Material for this exercise |
════════════════════

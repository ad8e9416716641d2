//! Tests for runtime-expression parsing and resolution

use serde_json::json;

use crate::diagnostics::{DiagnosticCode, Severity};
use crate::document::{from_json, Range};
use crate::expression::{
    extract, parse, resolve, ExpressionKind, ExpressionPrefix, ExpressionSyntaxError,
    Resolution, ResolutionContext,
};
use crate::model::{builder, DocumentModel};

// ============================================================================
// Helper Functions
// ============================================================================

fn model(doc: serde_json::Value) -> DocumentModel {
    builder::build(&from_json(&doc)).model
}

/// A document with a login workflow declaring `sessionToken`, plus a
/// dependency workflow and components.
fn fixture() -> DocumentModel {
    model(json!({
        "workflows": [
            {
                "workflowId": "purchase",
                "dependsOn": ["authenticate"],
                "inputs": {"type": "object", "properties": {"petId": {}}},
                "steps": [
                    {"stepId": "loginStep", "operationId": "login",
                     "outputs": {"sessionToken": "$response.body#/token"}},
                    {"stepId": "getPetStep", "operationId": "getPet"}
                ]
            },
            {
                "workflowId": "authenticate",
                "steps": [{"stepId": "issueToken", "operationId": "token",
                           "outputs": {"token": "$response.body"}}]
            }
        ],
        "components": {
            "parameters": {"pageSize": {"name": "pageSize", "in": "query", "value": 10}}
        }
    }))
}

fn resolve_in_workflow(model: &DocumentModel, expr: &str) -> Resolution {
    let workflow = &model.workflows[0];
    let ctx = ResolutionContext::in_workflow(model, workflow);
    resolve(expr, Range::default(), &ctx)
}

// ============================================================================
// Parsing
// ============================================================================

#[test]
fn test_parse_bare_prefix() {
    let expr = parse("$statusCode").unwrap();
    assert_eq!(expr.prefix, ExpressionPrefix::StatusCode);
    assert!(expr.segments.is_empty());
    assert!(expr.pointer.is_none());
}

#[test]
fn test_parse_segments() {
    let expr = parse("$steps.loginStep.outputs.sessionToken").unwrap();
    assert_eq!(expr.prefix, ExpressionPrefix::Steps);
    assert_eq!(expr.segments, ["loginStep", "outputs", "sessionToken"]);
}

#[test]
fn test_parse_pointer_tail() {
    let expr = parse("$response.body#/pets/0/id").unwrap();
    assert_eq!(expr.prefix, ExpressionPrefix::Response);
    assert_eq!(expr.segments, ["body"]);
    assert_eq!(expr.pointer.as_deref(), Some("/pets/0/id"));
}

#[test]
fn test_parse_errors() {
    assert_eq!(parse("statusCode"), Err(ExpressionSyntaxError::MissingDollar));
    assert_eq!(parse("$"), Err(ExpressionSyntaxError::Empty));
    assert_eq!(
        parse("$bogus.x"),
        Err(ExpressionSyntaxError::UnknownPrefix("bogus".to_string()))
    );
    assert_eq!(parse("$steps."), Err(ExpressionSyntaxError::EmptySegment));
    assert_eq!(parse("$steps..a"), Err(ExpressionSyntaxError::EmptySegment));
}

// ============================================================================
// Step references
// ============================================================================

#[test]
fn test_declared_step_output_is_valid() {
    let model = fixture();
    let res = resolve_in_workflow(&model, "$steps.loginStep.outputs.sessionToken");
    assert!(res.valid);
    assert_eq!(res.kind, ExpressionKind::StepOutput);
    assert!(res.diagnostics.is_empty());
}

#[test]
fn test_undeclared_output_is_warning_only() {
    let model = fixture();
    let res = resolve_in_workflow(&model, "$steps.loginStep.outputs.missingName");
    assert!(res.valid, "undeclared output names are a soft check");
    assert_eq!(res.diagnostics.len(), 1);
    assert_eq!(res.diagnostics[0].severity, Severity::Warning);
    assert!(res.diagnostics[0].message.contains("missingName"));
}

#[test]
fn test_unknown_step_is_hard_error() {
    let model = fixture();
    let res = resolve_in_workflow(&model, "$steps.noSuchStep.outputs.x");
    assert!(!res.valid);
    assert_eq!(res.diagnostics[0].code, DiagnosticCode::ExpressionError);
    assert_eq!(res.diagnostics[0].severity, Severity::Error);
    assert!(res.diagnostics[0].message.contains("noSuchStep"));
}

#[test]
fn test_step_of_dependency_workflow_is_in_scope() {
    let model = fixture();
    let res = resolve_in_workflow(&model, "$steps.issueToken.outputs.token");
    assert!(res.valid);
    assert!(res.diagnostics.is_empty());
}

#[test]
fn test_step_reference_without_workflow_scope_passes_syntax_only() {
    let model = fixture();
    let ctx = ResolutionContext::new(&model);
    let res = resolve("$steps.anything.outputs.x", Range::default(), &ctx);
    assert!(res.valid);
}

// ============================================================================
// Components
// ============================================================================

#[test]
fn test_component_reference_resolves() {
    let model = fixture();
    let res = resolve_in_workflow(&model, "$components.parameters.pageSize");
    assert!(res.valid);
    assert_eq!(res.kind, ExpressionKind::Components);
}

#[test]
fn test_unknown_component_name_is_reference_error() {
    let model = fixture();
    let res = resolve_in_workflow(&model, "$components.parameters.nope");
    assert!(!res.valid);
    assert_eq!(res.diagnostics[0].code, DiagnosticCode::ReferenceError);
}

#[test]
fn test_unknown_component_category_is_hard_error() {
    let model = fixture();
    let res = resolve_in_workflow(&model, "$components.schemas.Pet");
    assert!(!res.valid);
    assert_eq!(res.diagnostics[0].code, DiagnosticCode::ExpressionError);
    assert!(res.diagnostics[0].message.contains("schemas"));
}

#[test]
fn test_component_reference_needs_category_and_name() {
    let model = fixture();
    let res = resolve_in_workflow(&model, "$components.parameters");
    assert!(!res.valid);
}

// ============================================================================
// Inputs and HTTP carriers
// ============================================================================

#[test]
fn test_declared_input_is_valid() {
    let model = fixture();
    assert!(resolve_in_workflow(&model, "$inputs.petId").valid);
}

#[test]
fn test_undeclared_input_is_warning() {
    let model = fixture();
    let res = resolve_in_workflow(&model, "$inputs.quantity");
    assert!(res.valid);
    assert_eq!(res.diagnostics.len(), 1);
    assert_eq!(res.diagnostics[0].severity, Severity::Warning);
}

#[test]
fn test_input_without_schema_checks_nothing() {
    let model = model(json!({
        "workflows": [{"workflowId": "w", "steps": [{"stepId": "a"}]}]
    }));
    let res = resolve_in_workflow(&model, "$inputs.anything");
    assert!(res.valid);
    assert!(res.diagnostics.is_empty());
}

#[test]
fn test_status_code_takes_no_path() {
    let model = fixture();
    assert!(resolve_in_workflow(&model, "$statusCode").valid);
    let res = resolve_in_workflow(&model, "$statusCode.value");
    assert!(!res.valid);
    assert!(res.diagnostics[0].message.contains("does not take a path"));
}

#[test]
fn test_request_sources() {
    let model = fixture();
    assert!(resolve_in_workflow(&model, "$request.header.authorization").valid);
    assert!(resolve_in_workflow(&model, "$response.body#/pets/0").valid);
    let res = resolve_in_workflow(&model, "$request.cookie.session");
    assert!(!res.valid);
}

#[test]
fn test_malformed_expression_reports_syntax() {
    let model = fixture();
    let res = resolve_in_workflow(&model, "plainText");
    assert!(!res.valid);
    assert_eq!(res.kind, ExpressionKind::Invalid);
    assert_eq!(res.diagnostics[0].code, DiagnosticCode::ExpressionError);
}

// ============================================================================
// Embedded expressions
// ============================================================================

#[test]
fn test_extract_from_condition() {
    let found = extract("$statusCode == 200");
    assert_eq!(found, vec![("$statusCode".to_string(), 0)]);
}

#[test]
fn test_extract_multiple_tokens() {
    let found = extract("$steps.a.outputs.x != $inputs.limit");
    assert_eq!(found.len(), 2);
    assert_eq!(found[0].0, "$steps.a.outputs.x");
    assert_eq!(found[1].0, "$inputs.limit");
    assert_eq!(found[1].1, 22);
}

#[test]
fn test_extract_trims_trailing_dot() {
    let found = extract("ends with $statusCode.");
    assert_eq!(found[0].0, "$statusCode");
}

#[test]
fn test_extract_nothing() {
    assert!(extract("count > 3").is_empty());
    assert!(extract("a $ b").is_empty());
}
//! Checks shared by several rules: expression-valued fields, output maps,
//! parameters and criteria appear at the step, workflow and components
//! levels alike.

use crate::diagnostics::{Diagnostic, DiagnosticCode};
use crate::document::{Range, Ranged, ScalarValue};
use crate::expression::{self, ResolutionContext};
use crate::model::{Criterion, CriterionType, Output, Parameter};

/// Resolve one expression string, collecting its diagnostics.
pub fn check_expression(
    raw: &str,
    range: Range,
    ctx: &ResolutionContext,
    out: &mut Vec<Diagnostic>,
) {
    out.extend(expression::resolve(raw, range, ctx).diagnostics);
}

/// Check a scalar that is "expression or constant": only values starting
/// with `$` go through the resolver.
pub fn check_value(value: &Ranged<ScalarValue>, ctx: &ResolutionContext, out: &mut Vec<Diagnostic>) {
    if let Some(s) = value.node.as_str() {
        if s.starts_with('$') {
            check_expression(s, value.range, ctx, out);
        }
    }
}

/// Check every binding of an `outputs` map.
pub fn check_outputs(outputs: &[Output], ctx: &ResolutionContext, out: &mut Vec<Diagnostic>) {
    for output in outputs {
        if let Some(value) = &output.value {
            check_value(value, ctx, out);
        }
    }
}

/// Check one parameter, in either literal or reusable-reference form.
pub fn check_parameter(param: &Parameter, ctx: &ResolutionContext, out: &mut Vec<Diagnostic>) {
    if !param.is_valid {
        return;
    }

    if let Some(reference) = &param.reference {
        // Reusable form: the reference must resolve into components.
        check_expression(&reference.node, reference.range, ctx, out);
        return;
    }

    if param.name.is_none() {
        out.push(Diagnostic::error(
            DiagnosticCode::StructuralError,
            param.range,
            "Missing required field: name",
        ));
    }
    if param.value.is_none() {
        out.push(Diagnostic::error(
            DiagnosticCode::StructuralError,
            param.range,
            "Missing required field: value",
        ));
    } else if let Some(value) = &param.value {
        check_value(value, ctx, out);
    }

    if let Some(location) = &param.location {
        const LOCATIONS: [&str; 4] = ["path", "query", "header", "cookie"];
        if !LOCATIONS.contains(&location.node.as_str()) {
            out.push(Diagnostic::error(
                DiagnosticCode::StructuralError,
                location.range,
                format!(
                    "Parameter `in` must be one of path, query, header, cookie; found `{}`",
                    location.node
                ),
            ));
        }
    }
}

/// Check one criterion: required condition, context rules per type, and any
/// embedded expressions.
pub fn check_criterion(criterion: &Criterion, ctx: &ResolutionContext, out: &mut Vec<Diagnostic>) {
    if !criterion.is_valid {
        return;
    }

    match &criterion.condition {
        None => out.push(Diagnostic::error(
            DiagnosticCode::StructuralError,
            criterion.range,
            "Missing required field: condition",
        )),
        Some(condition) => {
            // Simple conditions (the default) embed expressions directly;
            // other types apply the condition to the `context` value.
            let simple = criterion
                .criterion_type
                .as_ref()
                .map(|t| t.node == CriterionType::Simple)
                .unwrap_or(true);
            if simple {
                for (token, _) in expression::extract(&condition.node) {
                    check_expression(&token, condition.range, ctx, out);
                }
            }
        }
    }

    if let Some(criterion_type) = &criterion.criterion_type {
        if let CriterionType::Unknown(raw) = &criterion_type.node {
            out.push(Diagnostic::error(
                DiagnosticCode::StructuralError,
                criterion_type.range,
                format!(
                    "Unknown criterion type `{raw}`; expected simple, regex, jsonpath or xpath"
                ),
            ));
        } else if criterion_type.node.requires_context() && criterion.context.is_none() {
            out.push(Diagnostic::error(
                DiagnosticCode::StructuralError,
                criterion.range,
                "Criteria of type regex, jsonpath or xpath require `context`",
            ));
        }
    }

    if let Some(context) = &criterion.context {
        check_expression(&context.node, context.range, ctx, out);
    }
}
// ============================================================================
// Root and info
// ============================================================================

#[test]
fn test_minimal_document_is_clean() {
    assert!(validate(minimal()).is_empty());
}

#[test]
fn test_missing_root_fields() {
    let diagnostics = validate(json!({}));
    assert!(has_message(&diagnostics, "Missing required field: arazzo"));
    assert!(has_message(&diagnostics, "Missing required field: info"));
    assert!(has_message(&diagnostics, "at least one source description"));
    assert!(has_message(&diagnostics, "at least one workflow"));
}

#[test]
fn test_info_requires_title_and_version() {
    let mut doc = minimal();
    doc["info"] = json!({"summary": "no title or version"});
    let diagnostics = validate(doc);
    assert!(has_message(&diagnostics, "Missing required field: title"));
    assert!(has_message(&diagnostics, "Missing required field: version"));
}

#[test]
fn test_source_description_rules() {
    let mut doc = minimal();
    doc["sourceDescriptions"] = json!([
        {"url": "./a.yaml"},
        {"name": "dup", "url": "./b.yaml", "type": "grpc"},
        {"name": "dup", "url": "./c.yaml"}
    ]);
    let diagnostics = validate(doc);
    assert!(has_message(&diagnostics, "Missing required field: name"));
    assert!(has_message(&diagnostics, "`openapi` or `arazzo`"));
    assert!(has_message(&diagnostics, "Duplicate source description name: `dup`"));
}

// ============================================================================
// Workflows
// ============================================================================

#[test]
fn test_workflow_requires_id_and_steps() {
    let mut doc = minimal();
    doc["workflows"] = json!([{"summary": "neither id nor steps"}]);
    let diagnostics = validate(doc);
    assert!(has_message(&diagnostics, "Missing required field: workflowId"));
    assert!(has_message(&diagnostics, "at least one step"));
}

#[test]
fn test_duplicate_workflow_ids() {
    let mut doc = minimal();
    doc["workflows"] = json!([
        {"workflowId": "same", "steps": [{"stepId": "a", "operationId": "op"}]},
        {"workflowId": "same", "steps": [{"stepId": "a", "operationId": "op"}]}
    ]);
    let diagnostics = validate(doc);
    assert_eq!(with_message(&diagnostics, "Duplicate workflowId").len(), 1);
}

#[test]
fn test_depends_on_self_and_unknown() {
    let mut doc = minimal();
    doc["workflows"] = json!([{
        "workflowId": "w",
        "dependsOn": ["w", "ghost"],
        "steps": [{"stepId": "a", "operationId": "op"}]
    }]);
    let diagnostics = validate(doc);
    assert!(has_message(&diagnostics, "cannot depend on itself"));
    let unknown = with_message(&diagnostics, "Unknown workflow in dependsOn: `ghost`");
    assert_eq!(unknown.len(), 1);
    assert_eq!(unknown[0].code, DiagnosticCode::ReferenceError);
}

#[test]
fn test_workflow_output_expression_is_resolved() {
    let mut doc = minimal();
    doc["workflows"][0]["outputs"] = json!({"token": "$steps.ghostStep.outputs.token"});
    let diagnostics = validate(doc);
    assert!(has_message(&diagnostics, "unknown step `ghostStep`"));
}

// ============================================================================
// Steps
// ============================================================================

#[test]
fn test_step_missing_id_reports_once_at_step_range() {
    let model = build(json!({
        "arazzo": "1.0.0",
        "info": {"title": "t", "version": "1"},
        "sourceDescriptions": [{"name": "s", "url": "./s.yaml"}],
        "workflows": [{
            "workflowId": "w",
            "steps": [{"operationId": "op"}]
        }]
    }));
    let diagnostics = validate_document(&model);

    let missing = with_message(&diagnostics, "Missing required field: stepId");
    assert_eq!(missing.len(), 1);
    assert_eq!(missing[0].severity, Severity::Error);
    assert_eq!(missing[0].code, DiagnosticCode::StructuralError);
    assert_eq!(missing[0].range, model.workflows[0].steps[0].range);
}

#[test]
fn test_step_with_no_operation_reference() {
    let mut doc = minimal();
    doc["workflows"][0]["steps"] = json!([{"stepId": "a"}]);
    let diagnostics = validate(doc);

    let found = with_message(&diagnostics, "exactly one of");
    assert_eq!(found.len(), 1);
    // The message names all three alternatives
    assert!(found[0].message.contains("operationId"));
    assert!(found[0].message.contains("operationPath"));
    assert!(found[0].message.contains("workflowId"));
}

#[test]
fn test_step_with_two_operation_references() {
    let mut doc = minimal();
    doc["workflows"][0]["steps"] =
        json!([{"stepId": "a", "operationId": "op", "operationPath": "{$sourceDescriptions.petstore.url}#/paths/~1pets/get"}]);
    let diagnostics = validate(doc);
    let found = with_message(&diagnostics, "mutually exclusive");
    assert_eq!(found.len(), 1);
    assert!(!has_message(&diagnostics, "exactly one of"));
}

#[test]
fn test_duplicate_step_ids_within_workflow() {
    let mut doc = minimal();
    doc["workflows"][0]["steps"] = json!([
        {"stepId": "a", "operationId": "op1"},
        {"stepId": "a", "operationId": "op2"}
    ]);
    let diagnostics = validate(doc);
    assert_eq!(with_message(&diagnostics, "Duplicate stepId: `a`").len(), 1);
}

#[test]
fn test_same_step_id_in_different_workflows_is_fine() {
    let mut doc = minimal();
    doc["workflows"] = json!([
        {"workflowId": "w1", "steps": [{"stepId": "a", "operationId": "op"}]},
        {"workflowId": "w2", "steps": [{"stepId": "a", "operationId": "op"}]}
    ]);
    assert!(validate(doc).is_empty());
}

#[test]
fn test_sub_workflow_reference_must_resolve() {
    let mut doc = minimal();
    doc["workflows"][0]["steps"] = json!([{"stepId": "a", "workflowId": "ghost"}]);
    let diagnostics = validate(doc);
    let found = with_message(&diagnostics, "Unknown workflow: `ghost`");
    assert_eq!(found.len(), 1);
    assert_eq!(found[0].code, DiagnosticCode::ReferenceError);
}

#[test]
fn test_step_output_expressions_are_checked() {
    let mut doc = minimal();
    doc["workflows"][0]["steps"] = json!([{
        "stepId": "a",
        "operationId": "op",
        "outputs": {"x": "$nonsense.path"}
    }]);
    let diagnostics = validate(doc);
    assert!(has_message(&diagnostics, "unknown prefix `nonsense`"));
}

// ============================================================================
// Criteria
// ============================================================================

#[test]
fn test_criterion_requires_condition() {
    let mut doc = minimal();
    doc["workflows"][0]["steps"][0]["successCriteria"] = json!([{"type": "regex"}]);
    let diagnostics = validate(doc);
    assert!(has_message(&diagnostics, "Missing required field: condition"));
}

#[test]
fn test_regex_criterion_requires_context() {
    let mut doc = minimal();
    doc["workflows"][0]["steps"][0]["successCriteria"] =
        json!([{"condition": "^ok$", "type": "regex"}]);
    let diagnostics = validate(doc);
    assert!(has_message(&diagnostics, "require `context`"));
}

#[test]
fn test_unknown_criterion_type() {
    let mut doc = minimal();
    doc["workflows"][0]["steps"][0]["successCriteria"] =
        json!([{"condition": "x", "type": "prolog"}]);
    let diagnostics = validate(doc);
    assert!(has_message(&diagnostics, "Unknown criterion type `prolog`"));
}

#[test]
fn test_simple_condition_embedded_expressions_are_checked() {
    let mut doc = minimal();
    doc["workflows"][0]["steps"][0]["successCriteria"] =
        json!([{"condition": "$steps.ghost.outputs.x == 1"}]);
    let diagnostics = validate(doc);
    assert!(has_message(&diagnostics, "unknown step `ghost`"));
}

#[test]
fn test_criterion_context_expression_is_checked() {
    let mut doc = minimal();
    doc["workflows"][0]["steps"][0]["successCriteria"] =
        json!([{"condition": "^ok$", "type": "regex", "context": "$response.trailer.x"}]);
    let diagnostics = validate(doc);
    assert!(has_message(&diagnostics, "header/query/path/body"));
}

════════════════════

What you should do | When a line among the entries above contains "LOCATIONS", copy it.

Reply |
        const LOCATIONS: [&str; 4] = ["path", "query", "header", "cookie"];
        if !LOCATIONS.contains(&location.node.as_str()) {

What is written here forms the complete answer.